Aggregate result of running an entire expectation suite.

column_health() List[ColumnHealthSummary][source]

Aggregate expectation results by column.

Extracts null % and unique % from specific expectation types when present.

compute_quality_score() float[source]

Compute a weighted data quality score (0–100).

Severity weights:
  • Critical: ×3

  • Warning : ×2

  • Info : ×1

Score = 100 × (weighted_passed / weighted_total)

compute_statistics() Dict[str, Any][source]

Compute summary statistics and store them.

data_source: str | None = None
engine: str = 'pandas'
property errored_expectations: int
property failed_expectations: int
results: List[ExpectationResult]
run_duration_seconds: float = 0.0
run_time: datetime | None = None
statistics: Dict[str, Any]
property success: bool

True only if every expectation passed.

property success_percent: float
property successful_expectations: int
suite_name: str
summary() str[source]

Return a human-readable summary string.

to_dict() Dict[str, Any][source]
to_html(filepath: str) None[source]

Generate a rich HTML report and write to filepath.
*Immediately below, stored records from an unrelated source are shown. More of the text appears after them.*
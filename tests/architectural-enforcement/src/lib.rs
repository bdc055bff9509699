//! Architectural Enforcement Integration Tests
//!
//! This package contains integration tests that enforce codebase rules:
//! - No sleep() calls in production code (wait on I/O, channels or timers)
//! - No direct printing from the core library (use `tracing`)
//!
//! Test modules (`#[cfg(test)]` blocks) are exempt.

use std::fs;
use std::path::{Path, PathBuf};

/// Workspace root, resolved from this package's manifest directory
#[must_use]
pub fn workspace_root() -> PathBuf {
    Path::new(env!("CARGO_MANIFEST_DIR"))
        .join("..")
        .join("..")
}

/// A rule violation at a source location
#[derive(Debug, Clone, PartialEq, Eq)]
pub struct Violation {
    /// File containing the violation
    pub path: PathBuf,
    /// 1-based line number
    pub line: usize,
    /// The offending line, trimmed
    pub text: String,
}

impl std::fmt::Display for Violation {
    fn fmt(&self, f: &mut std::fmt::Formatter<'_>) -> std::fmt::Result {
        write!(f, "{}:{} - {}", self.path.display(), self.line, self.text)
    }
}

/// Production lines of a source file: comments stripped, everything from
/// the first `#[cfg(test)]` onward dropped
#[must_use]
pub fn production_lines(content: &str) -> Vec<(usize, &str)> {
    content
        .lines()
        .enumerate()
        .take_while(|(_, line)| !line.trim_start().starts_with("#[cfg(test)]"))
        .map(|(idx, line)| (idx + 1, line.split("//").next().unwrap_or(line)))
        .collect()
}

/// Scan every `.rs` file under `dir` (relative to the workspace root) and
/// report production lines for which `forbidden` returns true
pub fn scan_directory<F>(dir: &str, forbidden: F) -> Vec<Violation>
where
    F: Fn(&str) -> bool,
{
    let root = workspace_root().join(dir);
    assert!(root.exists(), "scanned directory missing: {}", root.display());

    let mut violations = Vec::new();
    for entry in walkdir::WalkDir::new(&root)
        .into_iter()
        .filter_map(Result::ok)
    {
        let path = entry.path();
        if path.extension().and_then(|s| s.to_str()) != Some("rs") {
            continue;
        }
        let Ok(content) = fs::read_to_string(path) else {
            continue;
        };
        for (line, code) in production_lines(&content) {
            if forbidden(code) {
                violations.push(Violation {
                    path: path.to_path_buf(),
                    line,
                    text: code.trim().to_string(),
                });
            }
        }
    }
    violations
}

#[cfg(test)]
mod tests {
    use super::*;

    #[test]
    fn test_production_lines_stop_at_test_module() {
        let src = "fn a() {}\n// note\n#[cfg(test)]\nmod tests { fn b() {} }\n";
        let lines = production_lines(src);
        assert_eq!(lines.len(), 2);
        assert_eq!(lines[0], (1, "fn a() {}"));
        assert_eq!(lines[1], (2, ""));
    }
}
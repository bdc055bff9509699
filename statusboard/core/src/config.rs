//! TOML Configuration File Support
//!
//! Configuration lives at `$XDG_CONFIG_HOME/statusboard/config.toml`
//! (typically `~/.config/statusboard/config.toml`). Every section and key is
//! optional.
//!
//! # Configuration Priority
//!
//! Highest first:
//! 1. CLI arguments (applied by the daemon)
//! 2. Environment variables
//! 3. TOML configuration file
//! 4. Default values
//!
//! # Example Configuration
//!
//! ```toml
//! [poll]
//! interval_secs = 10
//! staleness_secs = 60
//!
//! [rules]
//! path = "/home/me/.config/statusboard/rules.md"
//! debounce_ms = 500
//!
//! [sources]
//! request_timeout_secs = 10
//! retries = 1
//!
//! [slack.work]
//! token = "xoxp-..."
//!
//! [home_assistant]
//! base_url = "http://homeassistant.local:8123"
//! token = "..."
//! washer_entity = "sensor.washer_status"
//! dryer_entity = "sensor.dryer_status"
//! temperature_entity = "sensor.living_room_temperature"
//!
//! [server]
//! listen_addr = "0.0.0.0:8765"
//!
//! [hooks]
//! pto_rewrite = true
//! ```
//!
//! # Environment Variables
//!
//! - `STATUSBOARD_RULES`: rule file path
//! - `STATUSBOARD_LISTEN`: WebSocket listen address
//! - `STATUSBOARD_POLL_SECS`: poll interval
//! - `SLACK_WORK_TOKEN` / `SLACK_HOME_TOKEN`: Slack user tokens
//! - `HOME_ASSISTANT_URL` / `HOME_ASSISTANT_TOKEN`: Home Assistant access

use std::net::SocketAddr;
use std::path::{Path, PathBuf};
use std::time::Duration;

use serde::{Deserialize, Serialize};
use thiserror::Error;

use crate::sources::RetryPolicy;

const APP_DIR: &str = "statusboard";

/// Default Slack Web API base
pub const DEFAULT_SLACK_API_BASE: &str = "https://slack.com/api";

/// Errors that can occur when loading configuration
#[derive(Debug, Error)]
pub enum ConfigError {
    /// Failed to read config file
    #[error("Failed to read config file at {path}: {source}")]
    ReadError {
        /// The path that was attempted
        path: PathBuf,
        /// The underlying IO error
        source: std::io::Error,
    },

    /// Failed to parse TOML
    #[error("Failed to parse TOML config: {0}")]
    ParseError(#[from] toml::de::Error),

    /// Invalid configuration value
    #[error("Invalid configuration: {0}")]
    ValidationError(String),
}

/// `[poll]` section
#[derive(Clone, Debug, PartialEq, Eq, Serialize, Deserialize)]
#[serde(default)]
pub struct PollConfig {
    /// Seconds between timer-driven refreshes
    pub interval_secs: u64,
    /// Longest a client may go without a push
    pub staleness_secs: u64,
}

impl Default for PollConfig {
    fn default() -> Self {
        Self {
            interval_secs: 10,
            staleness_secs: 60,
        }
    }
}

impl PollConfig {
    /// Poll interval
    #[must_use]
    pub fn interval(&self) -> Duration {
        Duration::from_secs(self.interval_secs)
    }

    /// Staleness window
    #[must_use]
    pub fn staleness(&self) -> Duration {
        Duration::from_secs(self.staleness_secs)
    }
}

/// `[rules]` section
#[derive(Clone, Debug, PartialEq, Eq, Serialize, Deserialize)]
#[serde(default)]
pub struct RulesConfig {
    /// Rule file location
    pub path: PathBuf,
    /// Quiet period before a changed rule file is reloaded
    pub debounce_ms: u64,
}

impl Default for RulesConfig {
    fn default() -> Self {
        Self {
            path: default_rules_path(),
            debounce_ms: crate::conditions::DEFAULT_DEBOUNCE_MS,
        }
    }
}

impl RulesConfig {
    /// Debounce as a duration
    #[must_use]
    pub fn debounce(&self) -> Duration {
        Duration::from_millis(self.debounce_ms)
    }
}

/// `[sources]` section
#[derive(Clone, Debug, PartialEq, Eq, Serialize, Deserialize)]
#[serde(default)]
pub struct SourcesConfig {
    /// Bound on each source request
    pub request_timeout_secs: u64,
    /// Retries after a failed request
    pub retries: u32,
}

impl Default for SourcesConfig {
    fn default() -> Self {
        Self {
            request_timeout_secs: 10,
            retries: 1,
        }
    }
}

impl SourcesConfig {
    /// Retry policy for source fetches
    #[must_use]
    pub fn retry_policy(&self) -> RetryPolicy {
        RetryPolicy::new(Duration::from_secs(self.request_timeout_secs), self.retries)
    }
}

/// One Slack account (`[slack.work]` / `[slack.home]`)
#[derive(Clone, Debug, PartialEq, Eq, Serialize, Deserialize)]
#[serde(default)]
pub struct SlackAccountConfig {
    /// User token; absent disables the account
    pub token: Option<String>,
    /// Web API base URL
    pub api_base: String,
}

impl Default for SlackAccountConfig {
    fn default() -> Self {
        Self {
            token: None,
            api_base: DEFAULT_SLACK_API_BASE.to_string(),
        }
    }
}

/// `[slack]` section
#[derive(Clone, Debug, Default, PartialEq, Eq, Serialize, Deserialize)]
#[serde(default)]
pub struct SlackConfig {
    /// Work account
    pub work: SlackAccountConfig,
    /// Home account
    pub home: SlackAccountConfig,
}

/// `[home_assistant]` section
#[derive(Clone, Debug, Default, PartialEq, Eq, Serialize, Deserialize)]
#[serde(default)]
pub struct HomeAssistantConfig {
    /// Base URL (e.g., `http://homeassistant.local:8123`)
    pub base_url: Option<String>,
    /// Long-lived access token
    pub token: Option<String>,
    /// Entity reporting the washer state
    pub washer_entity: Option<String>,
    /// Entity reporting the dryer state
    pub dryer_entity: Option<String>,
    /// Entity reporting the temperature
    pub temperature_entity: Option<String>,
}

/// `[server]` section
#[derive(Clone, Debug, PartialEq, Eq, Serialize, Deserialize)]
#[serde(default)]
pub struct ServerConfig {
    /// WebSocket listen address
    pub listen_addr: SocketAddr,
    /// Concurrent display clients
    pub max_clients: usize,
    /// Pushes queued per client before it counts as lagging
    pub client_buffer: usize,
    /// Control socket path
    pub control_socket: PathBuf,
}

impl Default for ServerConfig {
    fn default() -> Self {
        Self {
            listen_addr: SocketAddr::from(([127, 0, 0, 1], 8765)),
            max_clients: 64,
            client_buffer: 16,
            control_socket: default_runtime_dir().join("control.sock"),
        }
    }
}

/// `[hooks]` section
#[derive(Clone, Debug, Default, PartialEq, Eq, Serialize, Deserialize)]
#[serde(default)]
pub struct HooksConfig {
    /// Collapse out-of-office statuses into a PTO badge
    pub pto_rewrite: bool,
}

/// Complete statusboard configuration
#[derive(Clone, Debug, Default, PartialEq, Eq, Serialize, Deserialize)]
#[serde(default)]
pub struct StatusboardConfig {
    /// Poll timing
    pub poll: PollConfig,
    /// Rule file
    pub rules: RulesConfig,
    /// Source request budget
    pub sources: SourcesConfig,
    /// Slack accounts
    pub slack: SlackConfig,
    /// Home Assistant
    pub home_assistant: HomeAssistantConfig,
    /// Servers
    pub server: ServerConfig,
    /// Post-resolution hooks
    pub hooks: HooksConfig,
}

impl StatusboardConfig {
    /// Parse a TOML document, defaults filling the gaps
    pub fn from_toml(contents: &str) -> Result<Self, ConfigError> {
        let config: Self = toml::from_str(contents)?;
        config.validate()?;
        Ok(config)
    }

    /// Check values that would break the runtime
    pub fn validate(&self) -> Result<(), ConfigError> {
        if self.poll.interval_secs == 0 {
            return Err(ConfigError::ValidationError(
                "poll.interval_secs must be at least 1".to_string(),
            ));
        }
        if self.server.max_clients == 0 {
            return Err(ConfigError::ValidationError(
                "server.max_clients must be at least 1".to_string(),
            ));
        }
        if self.server.client_buffer == 0 {
            return Err(ConfigError::ValidationError(
                "server.client_buffer must be at least 1".to_string(),
            ));
        }
        Ok(())
    }

    /// Apply environment overrides using `lookup` to read variables
    pub fn apply_env_with<F>(&mut self, lookup: F)
    where
        F: Fn(&str) -> Option<String>,
    {
        if let Some(path) = lookup("STATUSBOARD_RULES") {
            self.rules.path = PathBuf::from(path);
        }
        if let Some(addr) = lookup("STATUSBOARD_LISTEN") {
            match addr.parse() {
                Ok(addr) => self.server.listen_addr = addr,
                Err(e) => tracing::warn!(value = %addr, error = %e, "Ignoring STATUSBOARD_LISTEN"),
            }
        }
        if let Some(secs) = lookup("STATUSBOARD_POLL_SECS") {
            match secs.parse::<u64>() {
                Ok(secs) if secs > 0 => self.poll.interval_secs = secs,
                _ => tracing::warn!(value = %secs, "Ignoring STATUSBOARD_POLL_SECS"),
            }
        }
        if let Some(token) = lookup("SLACK_WORK_TOKEN") {
            self.slack.work.token = Some(token);
        }
        if let Some(token) = lookup("SLACK_HOME_TOKEN") {
            self.slack.home.token = Some(token);
        }
        if let Some(url) = lookup("HOME_ASSISTANT_URL") {
            self.home_assistant.base_url = Some(url);
        }
        if let Some(token) = lookup("HOME_ASSISTANT_TOKEN") {
            self.home_assistant.token = Some(token);
        }
    }

    /// Apply overrides from the process environment
    pub fn apply_env(&mut self) {
        self.apply_env_with(|key| std::env::var(key).ok().filter(|v| !v.is_empty()));
    }
}

/// Default config file location
#[must_use]
pub fn default_config_path() -> Option<PathBuf> {
    dirs::config_dir().map(|p| p.join(APP_DIR).join("config.toml"))
}

/// Default rule file location
#[must_use]
pub fn default_rules_path() -> PathBuf {
    dirs::config_dir()
        .unwrap_or_else(|| PathBuf::from("."))
        .join(APP_DIR)
        .join("rules.md")
}

/// Runtime directory for the control socket and PID file
///
/// Uses XDG_RUNTIME_DIR if available, otherwise /tmp/statusboard-$UID/
#[must_use]
pub fn default_runtime_dir() -> PathBuf {
    if let Ok(runtime_dir) = std::env::var("XDG_RUNTIME_DIR") {
        PathBuf::from(runtime_dir).join(APP_DIR)
    } else {
        // SAFETY: getuid has no preconditions and cannot fail
        let uid = unsafe { libc::getuid() };
        PathBuf::from(format!("/tmp/{APP_DIR}-{uid}"))
    }
}

/// Load configuration from the default path
pub fn load_config() -> Result<StatusboardConfig, ConfigError> {
    load_config_from_path(default_config_path().as_deref())
}

/// Load configuration from `path` (missing file means defaults), then
/// apply environment overrides
pub fn load_config_from_path(path: Option<&Path>) -> Result<StatusboardConfig, ConfigError> {
    let mut config = match path {
        Some(path) if path.exists() => {
            let contents =
                std::fs::read_to_string(path).map_err(|e| ConfigError::ReadError {
                    path: path.to_path_buf(),
                    source: e,
                })?;
            let config = StatusboardConfig::from_toml(&contents)?;
            tracing::info!(path = %path.display(), "Loaded configuration from file");
            config
        }
        Some(path) => {
            tracing::debug!(path = %path.display(), "Config file not found, using defaults");
            StatusboardConfig::default()
        }
        None => StatusboardConfig::default(),
    };

    config.apply_env();
    config.validate()?;
    Ok(config)
}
to_json(indent: int = 2) str[source]

Serialize the full result to a JSON string.

to_json_file(filepath: str) None[source]

Write the validation result to a JSON file.

property total_expectations: int
class validatex.Validator(suite: ExpectationSuite, engine: str = 'pandas')[source]

Bases: object

Runs an ExpectationSuite against a dataset.

Parameters:
  • suite (ExpectationSuite) – The suite of expectations to evaluate.

  • engine (str) – "pandas" or "spark".

run(data: Any, data_source: str | None = None) ValidationResult[source]

Execute every expectation in the suite against data.

Parameters:
  • data (pd.DataFrame | pyspark.sql.DataFrame) – The dataset to validate.

  • data_source (str, optional) – A label describing where the data came from.

Return type:

ValidationResult

validatex.validate(data: Any, suite: ExpectationSuite, engine: str = 'pandas', data_source: str | None = None) ValidationResult[source]

Convenience function to validate data against a suite.

Parameters:
  • data (pd.DataFrame | pyspark.sql.DataFrame)

  • suite (ExpectationSuite)

  • engine (str) – "pandas" or "spark".

  • data_source (str, optional)

Return type:

ValidationResult